## Requirement
Every line containing "Option" should be identified and copied from the data below.

··· Raw data ···

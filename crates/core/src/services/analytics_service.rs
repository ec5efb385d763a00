use crate::models::analytics::{AllocationSlice, Performer, PortfolioTotals};
use crate::models::color::seed_pastel;
use crate::models::portfolio::Portfolio;

/// Computes portfolio totals: value, invested, P/L, best/worst and allocation.
///
/// This is the only place totals are computed. Market value is always
/// price × amount, so the total equals the sum of per-holding values.
pub struct AnalyticsService;

impl AnalyticsService {
    pub fn new() -> Self {
        Self
    }

    pub fn compute_totals(&self, portfolio: &Portfolio) -> PortfolioTotals {
        let currency = portfolio.settings.fiat;
        if portfolio.is_empty() {
            return PortfolioTotals::zero(currency);
        }

        let mut total_value = 0.0;
        let mut total_invested = 0.0;
        let mut best: Option<Performer> = None;
        let mut worst: Option<Performer> = None;

        for holding in &portfolio.items {
            total_value += holding.market_value();
            total_invested += holding.invested();

            let pl = holding.profit_loss();
            if best.as_ref().map_or(true, |b| pl > b.profit_loss) {
                best = Some(Performer {
                    symbol: holding.symbol.clone(),
                    profit_loss: pl,
                });
            }
            if worst.as_ref().map_or(true, |w| pl < w.profit_loss) {
                worst = Some(Performer {
                    symbol: holding.symbol.clone(),
                    profit_loss: pl,
                });
            }
        }

        let profit_loss = total_value - total_invested;
        let profit_loss_pct = if total_invested > 0.0 {
            profit_loss / total_invested * 100.0
        } else {
            0.0
        };

        let allocation = portfolio
            .items
            .iter()
            .map(|h| {
                let value = h.market_value();
                AllocationSlice {
                    symbol: h.symbol.clone(),
                    value,
                    pct: if total_value > 0.0 {
                        value / total_value * 100.0
                    } else {
                        0.0
                    },
                    color: if h.color.is_empty() {
                        seed_pastel(&h.id)
                    } else {
                        h.color.clone()
                    },
                }
            })
            .collect();

        PortfolioTotals {
            currency,
            holdings: portfolio.items.len(),
            total_value,
            total_invested,
            profit_loss,
            profit_loss_pct,
            best,
            worst,
            allocation,
        }
    }
}

impl Default for AnalyticsService {
    fn default() -> Self {
        Self::new()
    }
}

···

## Output below
        let mut best: Option<Performer> = None;
        let mut worst: Option<Performer> = None;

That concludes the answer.